Hotwater Pond is a 10-acre water tucked into the southern Adirondacks near Indian Lake — a region more forgiving than the High Peaks, where ponds like this tend to sit off unblazed woods roads or old logging routes rather than official DEC trails. The name suggests either a warm shallow basin (common in lowland ponds that heat up by midsummer) or some forgotten local story that never made it into the record books. No fish data on file, which either means it's been unstocked for decades or it winters out — shallow ponds in this drainage tend to go anoxic under ice. Worth a look if you're poking around the Cedar River Flow corridor or the old routes between Indian Lake village and the Moose River Plains, but expect to bushwhack the last stretch.
Hour Pond is a 40-acre water in the Indian Lake township — part of the lower-elevation fabric of ponds and wetlands that defines the central Adirondacks south and west of the High Peaks. No fish species data on record, which typically means limited angling pressure and a water that's more about paddling access or bushwhacking curiosity than stocked trout. The name suggests either an old surveyor's measure or a logging-era reference, though the specifics are lost to time.

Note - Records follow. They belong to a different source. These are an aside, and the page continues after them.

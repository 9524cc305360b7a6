//! Client-credentials bearer tokens for the Nexar API.
//!
//! [`TokenManager`] owns the single live [`AccessToken`]. Every call to
//! [`TokenManager::bearer`] checks the expiry under a mutex and refreshes
//! synchronously when the token is within [`REFRESH_MARGIN_SECS`] of expiring,
//! so concurrent callers never trigger more than one refresh.

use std::sync::Mutex;
use std::time::Duration;

use base64::Engine;
use base64::engine::general_purpose::URL_SAFE_NO_PAD;
use chrono::{DateTime, Utc};
use reqwest::blocking::Client;
use reqwest::redirect::Policy;
use serde::Deserialize;

use crate::error::SourcingError;

pub const REFRESH_MARGIN_SECS: i64 = 300;
pub const DEFAULT_TOKEN_URL: &str = "https://identity.nexar.com/connect/token";

#[derive(Debug, Clone, PartialEq, Eq)]
pub struct AccessToken {
    pub token: String,
    pub expires_at: DateTime<Utc>,
}

impl AccessToken {
    /// Builds a token from a signed JWT, reading the `exp` claim of its payload.
    pub fn from_jwt(raw: &str) -> Result<Self, SourcingError> {
        let payload = raw
            .split('.')
            .nth(1)
            .ok_or_else(|| SourcingError::Auth("access token is not a JWT".to_string()))?;
        let bytes = URL_SAFE_NO_PAD
            .decode(payload.trim_end_matches('='))
            .map_err(|err| SourcingError::Auth(format!("token payload decode: {err}")))?;
        let claims: Claims = serde_json::from_slice(&bytes)
            .map_err(|err| SourcingError::Auth(format!("token payload parse: {err}")))?;
        let exp = claims
            .exp
            .ok_or_else(|| SourcingError::Auth("access token has no exp claim".to_string()))?;
        let expires_at = DateTime::<Utc>::from_timestamp(exp, 0)
            .ok_or_else(|| SourcingError::Auth(format!("invalid exp claim: {exp}")))?;
        Ok(Self {
            token: raw.to_string(),
            expires_at,
        })
    }

    /// True once `now` is within the refresh margin of expiry. An expiry too
    /// close to the minimum representable time always needs a refresh.
    pub fn needs_refresh(&self, now: DateTime<Utc>) -> bool {
        self.expires_at
            .checked_sub_signed(chrono::Duration::seconds(REFRESH_MARGIN_SECS))
            .map(|deadline| now >= deadline)
            .unwrap_or(true)
    }
}

#[derive(Debug, Deserialize)]
struct Claims {
    #[serde(default)]
    exp: Option<i64>,
}

pub trait Clock: Send + Sync {
    fn now(&self) -> DateTime<Utc>;
}

#[derive(Debug, Clone, Copy, Default)]
pub struct SystemClock;

impl Clock for SystemClock {
    fn now(&self) -> DateTime<Utc> {
        Utc::now()
    }
}

/// Issues fresh raw access tokens.
pub trait TokenSource: Send + Sync {
    fn fetch(&self) -> Result<String, SourcingError>;
}

#[derive(Clone)]
pub struct HttpTokenSource {
    client: Client,
    token_url: String,
    client_id: String,
    client_secret: String,
}

impl HttpTokenSource {
    pub fn new(
        token_url: &str,
        client_id: &str,
        client_secret: &str,
    ) -> Result<Self, SourcingError> {
        if client_id.trim().is_empty() || client_secret.trim().is_empty() {
            return Err(SourcingError::Auth(
                "client_id and/or client_secret are empty".to_string(),
            ));
        }
        let client = Client::builder()
            .redirect(Policy::none())
            .timeout(Duration::from_secs(30))
            .user_agent(format!("part-sourcing/{}", env!("CARGO_PKG_VERSION")))
            .build()
            .map_err(|err| SourcingError::Auth(err.to_string()))?;
        Ok(Self {
            client,
            token_url: token_url.to_string(),
            client_id: client_id.to_string(),
            client_secret: client_secret.to_string(),
        })
    }
}

#[derive(Debug, Deserialize)]
struct TokenResponse {
    #[serde(default)]
    access_token: Option<String>,
}

impl TokenSource for HttpTokenSource {
    fn fetch(&self) -> Result<String, SourcingError> {
        let form = [
            ("grant_type", "client_credentials"),
            ("client_id", self.client_id.as_str()),
            ("client_secret", self.client_secret.as_str()),
        ];
        let response = self
            .client
            .post(&self.token_url)
            .form(&form)
            .send()
            .map_err(|err| SourcingError::Auth(err.to_string()))?;
        if !response.status().is_success() {
            let status = response.status().as_u16();
            let message = response
                .text()
                .unwrap_or_else(|_| "identity request failed".to_string());
            return Err(SourcingError::Auth(format!("status {status}: {message}")));
        }
        let body: TokenResponse = response
            .json()
            .map_err(|err| SourcingError::Auth(err.to_string()))?;
        body.access_token
            .filter(|token| !token.is_empty())
            .ok_or_else(|| SourcingError::Auth("identity response has no access_token".to_string()))
    }
}

pub struct TokenManager {
    source: Box<dyn TokenSource>,
    clock: Box<dyn Clock>,
    current: Mutex<Option<AccessToken>>,
}

impl TokenManager {
    pub fn new(source: Box<dyn TokenSource>, clock: Box<dyn Clock>) -> Self {
        Self {
            source,
            clock,
            current: Mutex::new(None),
        }
    }

    /// Returns a token valid for at least the refresh margin, acquiring or
    /// refreshing it first when needed.
    pub fn bearer(&self) -> Result<String, SourcingError> {
        let mut current = self
            .current
            .lock()
            .map_err(|_| SourcingError::Auth("token state poisoned".to_string()))?;
        let now = self.clock.now();
        let stale = current
            .as_ref()
            .map(|token| token.needs_refresh(now))
            .unwrap_or(true);
        if stale {
            *current = Some(self.refresh()?);
        }
        current
            .as_ref()
            .map(|token| token.token.clone())
            .ok_or_else(|| SourcingError::Auth("no access token".to_string()))
    }

    pub fn refresh(&self) -> Result<AccessToken, SourcingError> {
        let raw = self.source.fetch()?;
        let token = AccessToken::from_jwt(&raw)?;
        tracing::debug!(expires_at = %token.expires_at, "access token refreshed");
        Ok(token)
    }

    pub fn expires_at(&self) -> Option<DateTime<Utc>> {
        self.current
            .lock()
            .ok()
            .and_then(|current| current.as_ref().map(|token| token.expires_at))
    }
}
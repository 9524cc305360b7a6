use std::collections::HashMap;
use std::time::Duration;

use assert_matches::assert_matches;

use part_sourcing::config::{Config, ConfigLoader};
use part_sourcing::domain::Provider;
use part_sourcing::error::SourcingError;

fn env(pairs: &[(&str, &str)]) -> HashMap<String, String> {
    pairs
        .iter()
        .map(|(key, value)| (key.to_string(), value.to_string()))
        .collect()
}

#[test]
fn env_overrides_file() {
    let config: Config = serde_json::from_str(
        r#"{
            "provider": "getchips",
            "chunk_size": 20,
            "upload_folder": "/srv/out",
            "ftp": {"host": "ftp.example.com", "user": "bot", "remote_dir": "incoming"},
            "watch": {"extensions": [".XLSX"], "interval_ms": 250}
        }"#,
    )
    .unwrap();
    let vars = env(&[
        ("CHUNK_SIZE", "5"),
        ("FTP_PASSWORD", "hunter2"),
        ("SSH_HOST", "10.0.0.5"),
        ("OCTOPART_URL", "http://erp.local/ws/exchange?wsdl"),
        ("OCTOPART_NAMESPACE", "http://www.1c.ru/exchange"),
        ("OCTOPART_FIELD", "Payload"),
    ]);
    let settings = ConfigLoader::resolve_config(config, &vars).unwrap();

    assert_eq!(settings.provider, Provider::Getchips);
    assert_eq!(settings.chunk_size, 5);
    assert_eq!(settings.upload_folder.as_str(), "/srv/out");

    let ftp = settings.ftp.unwrap();
    assert_eq!(ftp.host, "ftp.example.com");
    assert_eq!(ftp.port, 21);
    assert_eq!(ftp.user, "bot");
    assert_eq!(ftp.password, "hunter2");
    assert_eq!(ftp.remote_dir.as_deref(), Some("incoming"));

    let ssh = settings.ssh.unwrap();
    assert_eq!(ssh.port, 22);
    assert_eq!(ssh.remote_dir, "uploads");

    let enterprise = settings.enterprise.unwrap();
    assert_eq!(enterprise.namespace, "http://www.1c.ru/exchange");
    assert_eq!(enterprise.operation, "ExchangeOctopart");
    assert_eq!(enterprise.field, "Payload");

    assert_eq!(settings.watch.extensions, vec!["xlsx"]);
    assert_eq!(settings.watch.interval, Duration::from_millis(250));
}

#[test]
fn zero_chunk_size_is_rejected() {
    let err = ConfigLoader::resolve_config(Config::default(), &env(&[("CHUNK_SIZE", "0")]))
        .unwrap_err();
    assert_matches!(err, SourcingError::Config(_));
}

#[test]
fn unparsable_number_is_parse_error() {
    let err = ConfigLoader::resolve_config(Config::default(), &env(&[("FTP_PORT", "twenty-one")]))
        .unwrap_err();
    assert_matches!(err, SourcingError::ConfigParse(_));
}

#[test]
fn port_typo_without_host_is_still_reported() {
    let err = ConfigLoader::resolve_config(Config::default(), &env(&[("SSH_PORT", "22a")]))
        .unwrap_err();
    assert_matches!(err, SourcingError::ConfigParse(message) if message.starts_with("SSH_PORT"));
}

#[test]
fn enterprise_endpoint_needs_namespace() {
    let err = ConfigLoader::resolve_config(
        Config::default(),
        &env(&[("OCTOPART_URL", "http://erp.local/ws/exchange")]),
    )
    .unwrap_err();
    assert_matches!(err, SourcingError::Config(message) if message.contains("OCTOPART_NAMESPACE"));
}

#[test]
fn input_archiving_is_opt_in() {
    let vars = env(&[("SSH_HOST", "10.0.0.5")]);
    let settings = ConfigLoader::resolve_config(Config::default(), &vars).unwrap();
    assert!(!settings.ssh.unwrap().archive_input);

    let vars = env(&[("SSH_HOST", "10.0.0.5"), ("SSH_ARCHIVE_INPUT", "Yes")]);
    let settings = ConfigLoader::resolve_config(Config::default(), &vars).unwrap();
    assert!(settings.ssh.unwrap().archive_input);

    let err = ConfigLoader::resolve_config(Config::default(), &env(&[("SSH_ARCHIVE_INPUT", "1")]))
        .unwrap_err();
    assert_matches!(err, SourcingError::Config(_));

    let err = ConfigLoader::resolve_config(
        Config::default(),
        &env(&[("SSH_HOST", "10.0.0.5"), ("SSH_ARCHIVE_INPUT", "maybe")]),
    )
    .unwrap_err();
    assert_matches!(err, SourcingError::ConfigParse(_));
}

#[test]
fn unknown_provider_is_rejected() {
    let err = ConfigLoader::resolve_config(Config::default(), &env(&[("PART_PROVIDER", "octopart")]))
        .unwrap_err();
    assert_matches!(err, SourcingError::Config(_));
}

#[test]
fn explicit_missing_file_is_an_error() {
    let temp = tempfile::tempdir().unwrap();
    let path = temp.path().join("nope.json");
    let err = ConfigLoader::load(Some(path.to_str().unwrap())).unwrap_err();
    assert_matches!(err, SourcingError::Config(_));
}

#[test]
fn malformed_file_is_parse_error() {
    let temp = tempfile::tempdir().unwrap();
    let path = temp.path().join("settings.json");
    std::fs::write(&path, "{ provider: nexar").unwrap();
    let err = ConfigLoader::load(Some(path.to_str().unwrap())).unwrap_err();
    assert_matches!(err, SourcingError::ConfigParse(_));
}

Worth checking DEC atlases for road or trail proximity if you're mapping a route through the area.
Hudson River — classified by DEC as a pond — is a two-acre backwater oxbow or side channel somewhere in the Indian Lake region, likely a remnant meander or wetland basin named for its proximity to the main river corridor rather than the main stem itself. Without fish survey data or mapped access, this is probably a swampy, unmarked pocket of water visible from a logging road or a bushwhack destination for someone with a GPS unit and a tolerance for alder thickets. The Indian Lake stretch of the Hudson proper runs northwest through open country and past multiple state boat launches — this pond, by contrast, is off that grid entirely.
Huntley Pond is a 41-acre water in the Indian Lake township — one of the many mid-sized ponds scattered across the southern Adirondacks that don't appear on the standard hiking circuit but hold interest for paddlers willing to do the access research. No fish species data on record with DEC, which typically means either limited stocking history or overlooked surveying in a drainage that doesn't see heavy angling pressure. The pond sits in working forestland east of NY-30, where seasonal roads and private inholdings make access a matter of asking locals or studying the most recent tax parcel maps. Worth a call to the Indian Lake town office or the local DEC ranger if you're planning a trip in.
Hyslop Pond is an 8-acre pocket water in the Indian Lake township — small enough that it's easy to miss on a map, remote enough that it holds onto quiet even in summer. No fish species on record, no marked trail registers or lean-tos in the immediate orbit — this is the kind of pond that gets visited by locals who know the woods and paddlers willing to bushwhack or explore unmarked routes in from larger access points. The Indian Lake region is laced with these smaller waters, most of them tucked into old-growth transitions between the central Adirondack drainages. If you're looking for Hyslop specifically, start with the town clerk's office or a conversation at the hardware store.